My hair is almost at the mid-back area.


----------



## theo (Jun 6, 2010)

my hari was to the bottom of my sternum, but the ends were absolutely trashed, took me 3 year to grow it that long from really short, a few weeks ago I had about 4 -5 inches taken off, now its a bit past shoulder length, still metal, but i miss it being long, the wait begins XD

Variant: lovely beard man! im nearly 21 and still got next to nothing, so friggin jealous


----------



## jymellis (Jun 6, 2010)

i voted other. i have a fucked up hair cut/legth lol.


----------



## Variant (Jun 6, 2010)

theo said:


> Variant: lovely beard man! im nearly 21 and still got next to nothing, so friggin jealous



Thanks, I call them "chintennae"  and they're 50% longer than that old-ish pic. I change up my facial hair all the time, and I'm kinda diggin' this one (though they require mustache waxing every morning) because I've yet to see anyone with anything similar.


----------



## Daemoniac (Jun 6, 2010)

Mine is pretty well down to my arse. Been growing it for 5 years now


----------



## theo (Jun 6, 2010)

If I could, I would have a beard like that, oh and marco from nightwish has nearly identical ones


----------



## Variant (Jun 7, 2010)

^
 Indeed, that's awesome. I was more picking something off Peter Tagtgren (Hypocrisy / Pain), but yeah, in general, more of a "Euro-metaler" look as opposed to American metal look is often too far on the "dirtbag" end of things for me.


----------



## theo (Jun 7, 2010)

all things aside, I would duplicate your facial hair stylings in a second...if I could


----------



## MaxOfMetal (Jun 7, 2010)

I had long hair for the better part of my entire life (born to rockers, stoners, and metalers ), but the past few years I've really enjoyed having shorter hair.


----------



## budda (Jun 7, 2010)

Short hair - my hair looks shitty when its longer then 5mm.

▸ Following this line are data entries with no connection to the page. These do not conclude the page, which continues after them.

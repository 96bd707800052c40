use serde::{Deserialize, Serialize};

#[derive(Debug, Clone, Copy, PartialEq, Eq, Serialize, Deserialize)]
#[serde(rename_all = "lowercase")]
pub enum AuthKind {
    /// AWS IAM Identity Center device-code credentials.
    Idc,
    /// Kiro desktop social login (Google / GitHub).
    Social,
}

#[derive(Debug, Clone, Copy, PartialEq, Eq, Serialize, Deserialize)]
#[serde(rename_all = "kebab-case")]
pub enum Provenance {
    AwsDeviceCode,
    SocialGoogle,
    SocialGithub,
    ScannedLocalCache,
}

#[derive(Debug, Clone, Copy, PartialEq, Eq, Serialize, Deserialize)]
#[serde(rename_all = "lowercase")]
pub enum HealthState {
    Active,
    Cooldown,
    Unhealthy,
    Disabled,
}

#[derive(Debug, Clone, Serialize, Deserialize)]
pub struct CredentialEnvelope {
    pub access_token: String,
    #[serde(default, skip_serializing_if = "Option::is_none")]
    pub refresh_token: Option<String>,
    /// Unix seconds.
    pub expires_at: i64,
    pub auth_kind: AuthKind,
}

impl CredentialEnvelope {
    pub fn is_expiring_within(&self, now: i64, window_secs: i64) -> bool {
        self.expires_at - now <= window_secs
    }
}

/// One upstream credential pair plus its derived runtime state.
///
/// Fields after `client_secret` are volatile and never persisted.
#[derive(Debug, Clone)]
pub struct Account {
    pub id: String,
    pub label: String,
    pub provenance: Provenance,
    pub credentials: CredentialEnvelope,
    pub enabled: bool,
    pub region: String,
    pub profile_arn: Option<String>,
    // Device-code refresh inputs; absent for social accounts.
    pub client_id: Option<String>,
    pub client_secret: Option<String>,

    pub health: HealthState,
    pub cooldown_until: Option<i64>,
    pub unhealthy_reason: Option<String>,
    pub last_used_at: i64,
    pub request_count: u64,
    pub error_count: u64,
    pub in_flight: u32,
}

impl Account {
    pub fn new(
        label: String,
        provenance: Provenance,
        credentials: CredentialEnvelope,
        region: String,
    ) -> Self {
        Self {
            id: uuid::Uuid::new_v4().to_string(),
            label,
            provenance,
            credentials,
            enabled: true,
            region,
            profile_arn: None,
            client_id: None,
            client_secret: None,
            health: HealthState::Active,
            cooldown_until: None,
            unhealthy_reason: None,
            last_used_at: 0,
            request_count: 0,
            error_count: 0,
            in_flight: 0,
        }
    }

    /// Health with lazy cooldown expiry: a cooled-down account whose deadline
    /// has passed reads as active again without a separate sweep.
    pub fn effective_health(&self, now: i64) -> HealthState {
        match self.health {
            HealthState::Cooldown => match self.cooldown_until {
                Some(until) if now < until => HealthState::Cooldown,
                _ => HealthState::Active,
            },
            other => other,
        }
    }

    pub fn is_selectable(&self, now: i64) -> bool {
        self.enabled && self.effective_health(now) == HealthState::Active
    }

    /// Logical identity used to merge duplicate adds: the refresh token is
    /// stable across access-token rotations, so two envelopes sharing one
    /// describe the same upstream credential lineage.
    pub fn logical_identity(&self) -> (AuthKind, String) {
        let anchor = self
            .credentials
            .refresh_token
            .clone()
            .unwrap_or_else(|| self.credentials.access_token.clone());
        (self.credentials.auth_kind, anchor)
    }

    pub fn to_persisted(&self) -> PersistedAccount {
        PersistedAccount {
            id: self.id.clone(),
            label: self.label.clone(),
            provenance: self.provenance,
            credentials: self.credentials.clone(),
            enabled: self.enabled,
            region: self.region.clone(),
            profile_arn: self.profile_arn.clone(),
            client_id: self.client_id.clone(),
            client_secret: self.client_secret.clone(),
        }
    }

    pub fn from_persisted(p: PersistedAccount) -> Self {
        Self {
            id: p.id,
            label: p.label,
            provenance: p.provenance,
            credentials: p.credentials,
            enabled: p.enabled,
            region: p.region,
            profile_arn: p.profile_arn,
            client_id: p.client_id,
            client_secret: p.client_secret,
            health: HealthState::Active,
            cooldown_until: None,
            unhealthy_reason: None,
            last_used_at: 0,
            request_count: 0,
            error_count: 0,
            in_flight: 0,
        }
    }
}

/// The subset of an account that survives restarts. Health, cooldown,
/// in-flight and usage counters are intentionally absent.
#[derive(Debug, Clone, Serialize, Deserialize)]
pub struct PersistedAccount {
    pub id: String,
    pub label: String,
    pub provenance: Provenance,
    pub credentials: CredentialEnvelope,
    #[serde(default = "default_enabled")]
    pub enabled: bool,
    #[serde(default = "default_region")]
    pub region: String,
    #[serde(default, skip_serializing_if = "Option::is_none")]
    pub profile_arn: Option<String>,
    #[serde(default, skip_serializing_if = "Option::is_none")]
    pub client_id: Option<String>,
    #[serde(default, skip_serializing_if = "Option::is_none")]
    pub client_secret: Option<String>,
}

fn default_enabled() -> bool {
    true
}

fn default_region() -> String {
    crate::constants::DEFAULT_REGION.to_string()
}

/// Quota figures harvested from upstream response headers, when present.
#[derive(Debug, Clone, Serialize, Deserialize)]
pub struct QuotaSnapshot {
    pub remaining: i64,
    pub reset_at: Option<String>,
    pub observed_at: i64,
}
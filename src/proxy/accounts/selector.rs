use std::collections::HashSet;
use std::sync::Arc;
use std::time::{Duration, Instant};

use dashmap::DashMap;

use crate::proxy::accounts::store::CredentialStore;

/// What a handler needs to place one upstream call. A snapshot, not a live
/// reference; the store remains the single owner of account state.
#[derive(Debug, Clone)]
pub struct SelectedAccount {
    pub id: String,
    pub label: String,
    pub region: String,
    pub profile_arn: Option<String>,
    pub access_token: String,
}

#[derive(Debug, Clone)]
struct SessionBinding {
    account_id: String,
    last_seen: Instant,
}

/// Sticky-session-then-LRU account selection. The pick and its bookkeeping
/// (last-used, in-flight) run under one lock so two concurrent selections
/// cannot both observe the same "least recently used" account.
pub struct AccountSelector {
    store: Arc<CredentialStore>,
    sessions: DashMap<String, SessionBinding>,
    select_lock: parking_lot::Mutex<()>,
    session_ttl: Duration,
}

impl AccountSelector {
    pub fn new(store: Arc<CredentialStore>) -> Self {
        Self {
            store,
            sessions: DashMap::new(),
            select_lock: parking_lot::Mutex::new(()),
            session_ttl: Duration::from_secs(crate::constants::SESSION_IDLE_TTL_SECS),
        }
    }

    #[cfg(test)]
    pub fn with_session_ttl(store: Arc<CredentialStore>, ttl: Duration) -> Self {
        Self {
            store,
            sessions: DashMap::new(),
            select_lock: parking_lot::Mutex::new(()),
            session_ttl: ttl,
        }
    }

    pub fn select(
        &self,
        session_id: Option<&str>,
        excluded: &HashSet<String>,
    ) -> Option<SelectedAccount> {
        let _guard = self.select_lock.lock();
        let now = chrono::Utc::now().timestamp();

        // 1. Session stickiness: reuse the bound account while it stays
        // selectable and the binding is fresh. Any non-selectable transition
        // drops the binding so the next pick re-binds.
        if let Some(sid) = session_id {
            if let Some(binding) = self.sessions.get(sid).map(|e| e.value().clone()) {
                if binding.last_seen.elapsed() < self.session_ttl {
                    if let Some(account) = self.store.get(&binding.account_id) {
                        if account.is_selectable(now) && !excluded.contains(&account.id) {
                            self.sessions.insert(
                                sid.to_string(),
                                SessionBinding {
                                    account_id: account.id.clone(),
                                    last_seen: Instant::now(),
                                },
                            );
                            self.store.begin_flight(&account.id);
                            tracing::debug!(
                                "Sticky session {} reusing account {}",
                                sid,
                                account.label
                            );
                            return Some(snapshot_of(&account));
                        }
                    }
                    tracing::debug!(
                        "Sticky session {}: bound account no longer selectable, unbinding",
                        sid
                    );
                }
                self.sessions.remove(sid);
            }
        }

        // 2. Least-recently-used with in-flight tiebreak across the active
        // enabled pool minus the exclusions.
        let candidate = self
            .store
            .list()
            .into_iter()
            .filter(|a| a.is_selectable(now) && !excluded.contains(&a.id))
            .min_by_key(|a| (a.last_used_at, a.in_flight))?;

        self.store.begin_flight(&candidate.id);
        if let Some(sid) = session_id {
            self.sessions.insert(
                sid.to_string(),
                SessionBinding {
                    account_id: candidate.id.clone(),
                    last_seen: Instant::now(),
                },
            );
            tracing::debug!("Bound session {} to account {}", sid, candidate.label);
        }
        Some(snapshot_of(&candidate))
    }

    pub fn session_count(&self) -> usize {
        self.sessions.len()
    }

    pub fn clear_sessions(&self) {
        self.sessions.clear();
    }

    /// Drop bindings idle past the TTL. Runs on the 30 s sweep.
    pub fn prune_sessions(&self) -> usize {
        let ttl = self.session_ttl;
        let before = self.sessions.len();
        self.sessions.retain(|_, b| b.last_seen.elapsed() < ttl);
        let pruned = before - self.sessions.len();
        if pruned > 0 {
            tracing::debug!("Pruned {} expired session binding(s)", pruned);
        }
        pruned
    }
}

fn snapshot_of(account: &crate::models::account::Account) -> SelectedAccount {
    SelectedAccount {
        id: account.id.clone(),
        label: account.label.clone(),
        region: account.region.clone(),
        profile_arn: account.profile_arn.clone(),
        access_token: account.credentials.access_token.clone(),
    }
}
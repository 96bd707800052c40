use sha2::{Digest, Sha256};

use crate::proxy::mappers::normalizer::{ChatMessage, Role};

/// Derive a stable session key for sticky account routing.
///
/// Priority: an explicit client-supplied key (Anthropic `metadata.user_id`),
/// else a SHA-256 fingerprint of the first substantial user message. Hashing
/// only the conversation opener keeps every turn of one conversation on the
/// same key.
pub fn session_key(explicit: Option<&str>, messages: &[ChatMessage]) -> String {
    if let Some(key) = explicit {
        if !key.is_empty() && !key.contains("session-") {
            tracing::debug!("Using explicit session key: {}", key);
            return key.to_string();
        }
    }

    let mut hasher = Sha256::new();
    let mut content_found = false;

    for msg in messages {
        if msg.role != Role::User {
            continue;
        }
        let text = msg.joined_text();
        let clean = text.trim();
        // Skip probe-sized messages and injected reminders; they vary per
        // turn and would break stickiness.
        if clean.len() > 10 && !clean.contains("<system-reminder>") {
            hasher.update(clean.as_bytes());
            content_found = true;
            break;
        }
    }

    if !content_found {
        if let Some(last) = messages.last() {
            hasher.update(last.joined_text().as_bytes());
        }
    }

    let hash = format!("{:x}", hasher.finalize());
    format!("sid-{}", &hash[..16])
}
//! Long-context mitigation: size estimation, whole-turn truncation, summary
//! caching, and the stricter shrink applied after an upstream length error.

use std::collections::HashMap;
use std::time::Instant;

use crate::models::config::GovernorConfig;
use crate::proxy::mappers::normalizer::{ChatMessage, ContentPart, Role};

// Character budgets. The upstream counts tokens, but characters track close
// enough for a trip-wire and need no tokenizer.
pub const AUTO_COMPRESS_TRIGGER: usize = 120_000;
pub const SAFE_CHAR_LIMIT: usize = 100_000;
pub const PRE_ESTIMATE_TRIGGER: usize = 90_000;
pub const PRE_ESTIMATE_TARGET: usize = 80_000;
pub const SUMMARY_MAX_CHARS: usize = 3_000;
pub const SUMMARY_INPUT_CLAMP: usize = 15_000;
pub const SUMMARY_CACHE_TTL_SECS: u64 = 300;
pub const SUMMARY_CACHE_MAX_ENTRIES: usize = 64;

pub const SUMMARY_PROMPT: &str = "Summarize the key information in this conversation: \
the user's goals, important decisions and results, and the current working state. \
Keep everything needed to continue the conversation and stay under 3000 characters.";

fn part_chars(part: &ContentPart) -> usize {
    match part {
        ContentPart::Text { text } => text.chars().count(),
        ContentPart::Image { data, .. } => data.len(),
        ContentPart::ToolUse { name, input, .. } => name.len() + input.to_string().len(),
        ContentPart::ToolResult { content, .. } => content.chars().count(),
    }
}

pub fn message_chars(message: &ChatMessage) -> usize {
    message.parts.iter().map(part_chars).sum()
}

pub fn estimate_chars(messages: &[ChatMessage]) -> usize {
    messages.iter().map(message_chars).sum()
}

pub fn estimate_tokens(messages: &[ChatMessage]) -> u32 {
    (estimate_chars(messages) / 4).max(1) as u32
}

/// Drop the oldest turn pairs until the conversation fits the target.
/// Operates on a normalized conversation (alternating, ending on user), so
/// removing the two front messages keeps the shape intact. The final user
/// message is never dropped. Returns the dropped prefix, oldest first.
pub fn truncate_to(messages: &mut Vec<ChatMessage>, target_chars: usize) -> Vec<ChatMessage> {
    let mut dropped = Vec::new();
    while estimate_chars(messages) > target_chars && messages.len() > 2 {
        dropped.push(messages.remove(0));
        // The companion half of the turn pair, unless only the final user
        // message remains.
        if messages.len() > 1 {
            dropped.push(messages.remove(0));
        }
    }
    if !dropped.is_empty() {
        tracing::info!(
            "History truncated: dropped {} message(s), {} remain ({} chars)",
            dropped.len(),
            messages.len(),
            estimate_chars(messages)
        );
    }
    dropped
}

#[derive(Debug, Default)]
pub struct PreGovernOutcome {
    pub truncated: bool,
    pub dropped: Vec<ChatMessage>,
}

/// Pre-send strategies, tighter threshold first. Disabled strategies leave
/// the conversation untouched.
pub fn apply_pre(messages: &mut Vec<ChatMessage>, config: &GovernorConfig) -> PreGovernOutcome {
    let size = estimate_chars(messages);

    let target = if config.pre_estimate && size > PRE_ESTIMATE_TRIGGER {
        Some(PRE_ESTIMATE_TARGET)
    } else if config.auto_truncate && size > AUTO_COMPRESS_TRIGGER {
        Some(SAFE_CHAR_LIMIT)
    } else {
        None
    };

    match target {
        Some(target) => {
            let dropped = truncate_to(messages, target);
            PreGovernOutcome {
                truncated: !dropped.is_empty(),
                dropped,
            }
        }
        None => PreGovernOutcome::default(),
    }
}

/// Shrink target after an upstream length error; each retry tightens by 30%.
pub fn error_retry_target(retry: u32) -> usize {
    let mut target = SAFE_CHAR_LIMIT;
    for _ in 0..retry {
        target = target * 7 / 10;
    }
    target
}

/// Render the dropped prefix for the summarization call. Individual messages
/// are clamped so a single huge tool dump cannot eat the whole budget.
pub fn format_for_summary(dropped: &[ChatMessage]) -> String {
    let mut lines = Vec::with_capacity(dropped.len());
    for msg in dropped {
        let role = match msg.role {
            Role::User => "user",
            Role::Assistant => "assistant",
            Role::System => "system",
            Role::Tool => "tool",
        };
        let mut content = msg.joined_text();
        if content.chars().count() > 800 {
            content = content.chars().take(800).collect::<String>() + "...";
        }
        lines.push(format!("[{}]: {}", role, content));
    }
    let mut out = lines.join("\n");
    if out.chars().count() > SUMMARY_INPUT_CLAMP {
        out = out.chars().take(SUMMARY_INPUT_CLAMP).collect::<String>() + "\n...(truncated)";
    }
    out
}

/// The system-prefix note a generated summary becomes.
pub fn summary_note(summary: &str) -> String {
    let mut summary = summary.trim().to_string();
    if summary.chars().count() > SUMMARY_MAX_CHARS {
        summary = summary.chars().take(SUMMARY_MAX_CHARS).collect::<String>() + "...";
    }
    format!("[Earlier conversation summary]\n{}", summary)
}

struct SummaryCacheEntry {
    summary: String,
    prefix_hash: u64,
    updated_at: Instant,
}

/// Per-session summary cache so repeated turns of one long conversation do
/// not re-summarize an unchanged prefix.
pub struct SummaryCache {
    entries: parking_lot::Mutex<HashMap<String, SummaryCacheEntry>>,
}

pub fn prefix_hash(dropped: &[ChatMessage]) -> u64 {
    use std::hash::{Hash, Hasher};
    let mut hasher = std::collections::hash_map::DefaultHasher::new();
    dropped.len().hash(&mut hasher);
    estimate_chars(dropped).hash(&mut hasher);
    hasher.finish()
}

impl SummaryCache {
    pub fn new() -> Self {
        Self {
            entries: parking_lot::Mutex::new(HashMap::new()),
        }
    }

    pub fn get(&self, session_key: &str, prefix_hash: u64) -> Option<String> {
        let mut entries = self.entries.lock();
        let entry = entries.get(session_key)?;
        if entry.updated_at.elapsed().as_secs() > SUMMARY_CACHE_TTL_SECS {
            entries.remove(session_key);
            return None;
        }
        if entry.prefix_hash != prefix_hash {
            return None;
        }
        Some(entry.summary.clone())
    }

    pub fn put(&self, session_key: &str, prefix_hash: u64, summary: String) {
        let mut entries = self.entries.lock();
        if entries.len() >= SUMMARY_CACHE_MAX_ENTRIES && !entries.contains_key(session_key) {
            // Evict the stalest entry.
            if let Some(oldest) = entries
                .iter()
                .max_by_key(|(_, e)| e.updated_at.elapsed())
                .map(|(k, _)| k.clone())
            {
                entries.remove(&oldest);
            }
        }
        entries.insert(
            session_key.to_string(),
            SummaryCacheEntry {
                summary,
                prefix_hash,
                updated_at: Instant::now(),
            },
        );
    }
}

impl Default for SummaryCache {
    fn default() -> Self {
        Self::new()
    }
}
//! Kiro event-stream parsing.
//!
//! The upstream emits newline-delimited JSON objects, identified by their
//! top-level keys (`content`, `name`, `input`, `stop`, `usage`,
//! `contextUsagePercentage`) rather than SSE event names.

use bytes::Bytes;
use futures::Stream;
use futures::StreamExt;
use std::pin::Pin;
use tracing::trace;

#[derive(Debug, Clone, PartialEq)]
pub enum KiroStreamEvent {
    /// Assistant text chunk.
    Content(String),
    /// Tool call opening, possibly carrying the first input fragment.
    ToolStart {
        name: String,
        tool_use_id: String,
        input: String,
    },
    /// Tool input continuation.
    ToolInput(String),
    /// Tool call closed.
    ToolStop,
    /// Token accounting.
    Usage(serde_json::Value),
    /// Context window consumption.
    ContextUsage(f64),
}

/// Parse one line of the stream. Keys are inspected in priority order so key
/// reordering inside the JSON object does not matter.
pub fn parse_event_line(line: &str) -> Option<KiroStreamEvent> {
    if line.starts_with('[') {
        return parse_bracket_tool_call(line);
    }

    let data: serde_json::Value = match serde_json::from_str(line) {
        Ok(v) => v,
        Err(_) => {
            trace!("Unparseable stream line: {}", &line[..line.len().min(100)]);
            return None;
        }
    };
    let obj = data.as_object()?;

    if let Some(content) = obj.get("content").and_then(|v| v.as_str()) {
        return Some(KiroStreamEvent::Content(content.to_string()));
    }
    if obj.contains_key("name") {
        let name = obj.get("name")?.as_str()?.to_string();
        let tool_use_id = obj
            .get("toolUseId")
            .and_then(|v| v.as_str())
            .unwrap_or("")
            .to_string();
        let input = match obj.get("input") {
            Some(serde_json::Value::String(s)) => s.clone(),
            Some(other) => other.to_string(),
            None => String::new(),
        };
        return Some(KiroStreamEvent::ToolStart {
            name,
            tool_use_id,
            input,
        });
    }
    if let Some(input) = obj.get("input").and_then(|v| v.as_str()) {
        return Some(KiroStreamEvent::ToolInput(input.to_string()));
    }
    if obj.contains_key("stop") {
        return Some(KiroStreamEvent::ToolStop);
    }
    if let Some(usage) = obj.get("usage") {
        return Some(KiroStreamEvent::Usage(usage.clone()));
    }
    if let Some(pct) = obj.get("contextUsagePercentage").and_then(|v| v.as_f64()) {
        return Some(KiroStreamEvent::ContextUsage(pct));
    }

    trace!("Unrecognized stream line: {}", &line[..line.len().min(100)]);
    None
}

/// Some responses carry a whole tool call as a one-element JSON array inline
/// in the content stream.
fn parse_bracket_tool_call(line: &str) -> Option<KiroStreamEvent> {
    let data: serde_json::Value = serde_json::from_str(line).ok()?;
    let first = data.as_array()?.first()?;
    let name = first.get("name")?.as_str()?.to_string();
    let tool_use_id = first
        .get("toolUseId")
        .and_then(|v| v.as_str())
        .unwrap_or("")
        .to_string();
    let input = first.get("input").map(|v| v.to_string()).unwrap_or_default();
    Some(KiroStreamEvent::ToolStart {
        name,
        tool_use_id,
        input,
    })
}

/// Incremental line buffer: feed raw chunks, drain complete events.
#[derive(Default)]
pub struct EventBuffer {
    buffer: String,
}

impl EventBuffer {
    pub fn new() -> Self {
        Self::default()
    }

    pub fn feed(&mut self, chunk: &[u8]) -> Vec<KiroStreamEvent> {
        self.buffer.push_str(&String::from_utf8_lossy(chunk));
        let mut events = Vec::new();
        while let Some(pos) = self.buffer.find('\n') {
            let line: String = self.buffer.drain(..=pos).collect();
            let line = line.trim();
            if line.is_empty() {
                continue;
            }
            if let Some(event) = parse_event_line(line) {
                events.push(event);
            }
        }
        events
    }

    /// Drain whatever remains once the stream has ended.
    pub fn finish(&mut self) -> Vec<KiroStreamEvent> {
        let rest = std::mem::take(&mut self.buffer);
        let line = rest.trim();
        if line.is_empty() {
            return Vec::new();
        }
        parse_event_line(line).into_iter().collect()
    }
}

pub type ByteStream = Pin<Box<dyn Stream<Item = Result<Bytes, reqwest::Error>> + Send>>;

/// Turn a raw upstream byte stream (with its already-peeked first chunk)
/// into a stream of parsed events. Transport errors surface as `Err` items
/// so translators can emit a terminal error frame.
pub fn event_stream(
    first_chunk: Bytes,
    mut rest: ByteStream,
) -> Pin<Box<dyn Stream<Item = Result<KiroStreamEvent, String>> + Send>> {
    let stream = async_stream::stream! {
        let mut buffer = EventBuffer::new();
        for event in buffer.feed(&first_chunk) {
            yield Ok(event);
        }
        while let Some(chunk) = rest.next().await {
            match chunk {
                Ok(bytes) => {
                    for event in buffer.feed(&bytes) {
                        yield Ok(event);
                    }
                }
                Err(e) => {
                    yield Err(format!("upstream stream error: {}", e));
                    return;
                }
            }
        }
        for event in buffer.finish() {
            yield Ok(event);
        }
    };
    Box::pin(stream)
}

So does my beard, when I let it "come in" (patchy!)


----------



## flo (Jun 7, 2010)

I use them as replacement strings.


----------



## Winspear (Jun 7, 2010)

Almost 3 years to the day since I touched my hair 





The back is far more glorious.


----------



## XeoFLCL (Jun 7, 2010)

Mine has grown out since I last cut it. It's now about at my mouth in the front and starting to touch my neck in the back. Prolly going to get it cut and jack Richard Z Kruspe's haircut again


----------



## Murmel (Jun 7, 2010)

I'd say medium/short now that I had my haircut. And it's not metal at all, if anything I look more like a pop musician than a metal person.


----------



## budda (Jun 7, 2010)

I think we've had a hair thread a year


----------



## wannabguitarist (Jun 7, 2010)

I always used to keep my hair at this length:





Recently I've been letting it grow a bit more though. I generally can't stand how I look with hair longer than like an inch and a half so it's probably gonna get cut again sometime this week


----------



## SD83 (Jun 7, 2010)

Demoniac said:


> Mine is pretty well down to my arse. Been growing it for 5 years now


So you're either extremely small or your hair is growing rather fast... mine been growing for 5 years and don't reach that far past my armpits  So does the beard


----------



## Daemoniac (Jun 7, 2010)

^ I'm just on/ever-so-slightly-under 6ft tall, with a comparatively long upper body  I'll try and get some pics 

For reference, my hair is about 70cm long...


----------



## DavyH (Jun 7, 2010)

Demoniac said:


> ^ I'm just on/ever-so-slightly-under 6ft tall, with a comparatively long upper body  I'll try and get some pics
> 
> For reference, my hair is about 70cm long...


 
Hence Demoni-yak.

How's it going, Mischa?


----------



## Variant (Jun 7, 2010)

Demoniac said:


> ^ I'm just on/ever-so-slightly-under 6ft tall, with a comparatively long upper body  I'll try and get some pics
> 
> For reference, my hair is about 70cm long...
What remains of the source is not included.